=== Begin Enclosure ===

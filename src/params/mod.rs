//! Capability Normalizer
//!
//! Validates raw tool arguments and turns them into canonical request types.
//! Every enum-like field is mapped onto a closed set here, so nothing
//! unnormalized ever reaches the backend adapter. Normalization is pure:
//! no I/O, no logging side effects.

pub mod audio;
pub mod chat;
pub mod image;
pub mod video;

pub use audio::audio_content_type;
pub use video::video_variant_meta;

use crate::error::Result;

/// Conversion from raw tool arguments into a normalized request.
pub trait NormalizeParams {
    type Output;

    /// Validate and canonicalize, failing with a validation error that names
    /// the offending field.
    fn normalize(self) -> Result<Self::Output>;
}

=== End Enclosure ===

● Exercise requirements: Please make an exact copy of the lines above from the line with "here, so nothing" through the line with "type Output;", both ends included.

● Answer for the task:
//! Every enum-like field is mapped onto a closed set here, so nothing
//! unnormalized ever reaches the backend adapter. Normalization is pure:
//! no I/O, no logging side effects.

pub mod audio;
pub mod chat;
pub mod image;
pub mod video;

pub use audio::audio_content_type;
pub use video::video_variant_meta;

use crate::error::Result;

/// Conversion from raw tool arguments into a normalized request.
pub trait NormalizeParams {
    type Output;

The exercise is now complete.